According to Heini, there is only one actual ‘no-no berry’ here in Lapland, which is a small red berry (vindicated!) called ruohokanukka marja (in Finnish it means something like ‘weed berry’), but the plant is very different from the lingonberry’s foliage, so it’s easy to distinguish (as you can see in the picture below).  Heini also assures me that this ‘no-no berry’ will cause only a slight stomach upset, but not do me any real harm if ingested accidentally.  Whew.

I’ve also been ruminating about my harvesting predilections – is my inability to walk away while there are still easily visible and reachable berries to be had an American thing?  A Kim thing?  Is this my mortal sin of gluttony rearing its head?  I have to constantly tell myself to leave some berries on the plant and walk away to the next one.  That’s the messed up part – there’s always another patch within eyesight.  So why do I compulsively strip them to their stalks?  I combat my natural greediness by being more conscientious about which berries I pick – if I concentrate on only picking the perfectly ripe berries, I inevitably leave some there.  Despite this, I have a certain amount of guilt associated with my tendency towards berry-associated voracity, so perhaps I was doing more than just doodling pictures in the bibles during mass all those years as a child….

Due to my dedication to making up for those lost 2 weeks before I knew I could eat it all (muwhahaha!), I have been doing a lot of berry picking here at Kevo.  I’ve also found that picking berries in the wild is a lot like those 3D magic eye pictures, where you have to train your eyes to focus on different levels before you can see the hidden image.  I have equipped myself with focus filters for each of the berry varieties.  This is especially needed for the crowberries, which are masters at stealth.  Example: can you see that this is a virtual schmorgasboard of crowberries?



The night frosts are starting in earnest here in Lapland, so the 2012 berry season is coming to a close, but let this serve as an open invitation to all y’all to come for a visit and pick berries with me next summer.  I promise that it’s worth it.


6 thoughts on “Berries!

  1. You are a girl after my own heart!
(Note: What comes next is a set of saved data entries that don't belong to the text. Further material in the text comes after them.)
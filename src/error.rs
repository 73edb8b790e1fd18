// Copyright 2026 Locha Mesh Developers <contact@locha.io>
//
// Licensed under the Apache License, Version 2.0 (the "License");
// you may not use this file except in compliance with the License.
// You may obtain a copy of the License at
//
//     http://www.apache.org/licenses/LICENSE-2.0
//
// Unless required by applicable law or agreed to in writing, software
// distributed under the License is distributed on an "AS IS" BASIS,
// WITHOUT WARRANTIES OR CONDITIONS OF ANY KIND, either express or implied.
// See the License for the specific language governing permissions and
// limitations under the License.

use std::{io, path::PathBuf, time::Duration};

use crate::session::SessionState;

/// Result type of every fallible operation in this crate.
pub type Result<T> = std::result::Result<T, Error>;

/// Errors produced while talking to the board.
#[derive(Debug, thiserror::Error)]
pub enum Error {
    #[error("I/O error: {0}")]
    Io(#[from] io::Error),

    /// The expected terminator didn't arrive before the deadline. The
    /// session is in an unknown state afterwards.
    #[error("timed out after {waited:?} waiting for the board")]
    Timeout { waited: Duration },

    /// Raw REPL mode couldn't be entered.
    #[error("failed to enter raw REPL: {0}")]
    Handshake(String),

    /// The board raised while executing a command.
    #[error("execution error: {output}")]
    Execution { output: String },

    #[error("cannot find `{}` to send", .0.display())]
    MissingSource(PathBuf),

    /// The file arrived but its digest differs from the local one.
    #[error("digest mismatch, local {local}, remote {remote}")]
    IntegrityMismatch { local: String, remote: String },

    #[error("invalid command argument: {0}")]
    InvalidCommand(String),

    #[error("board reported an invalid digest: `{0}`")]
    InvalidDigest(String),

    #[error("session is {found:?}, expected {expected:?}")]
    InvalidState {
        expected: SessionState,
        found: SessionState,
    },
}

impl Error {
    /// Whether the session that produced this error can't be trusted
    /// anymore and must be reopened.
    pub fn is_fatal_to_session(&self) -> bool {
        matches!(
            self,
            Error::Io(_)
                | Error::Timeout { .. }
                | Error::Handshake(_)
                | Error::InvalidState { .. }
        )
    }
}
All I got in my field work this summer were a few red huckleberries, and one bush full of black raspberries. Thank goodness for the blackberries along Putah Creek!

    • Of course! The cottage berry pickings are highlight memories of my childhood! That hill was where I learned that picking berries is a delicate balancing act between making sure that your bucket gets full, and the quantity that goes directly into your mouth. I still have scars from all those thorns, and I fondly remember the thrill of trespassing for the sake of making yummy berry desserts! :)

  2. Crowberries and Bilberries.I like their names. And your blog makes it clear that a condensed arctic summer encourages making the most of and valuing to the highest all you can be. The biggest, greediest, most voracious mosquito you can be, the highest vitamin C cloudberry you can manage, the most proanthocyanid rich lingonberry you can imagine. Mmmmmm.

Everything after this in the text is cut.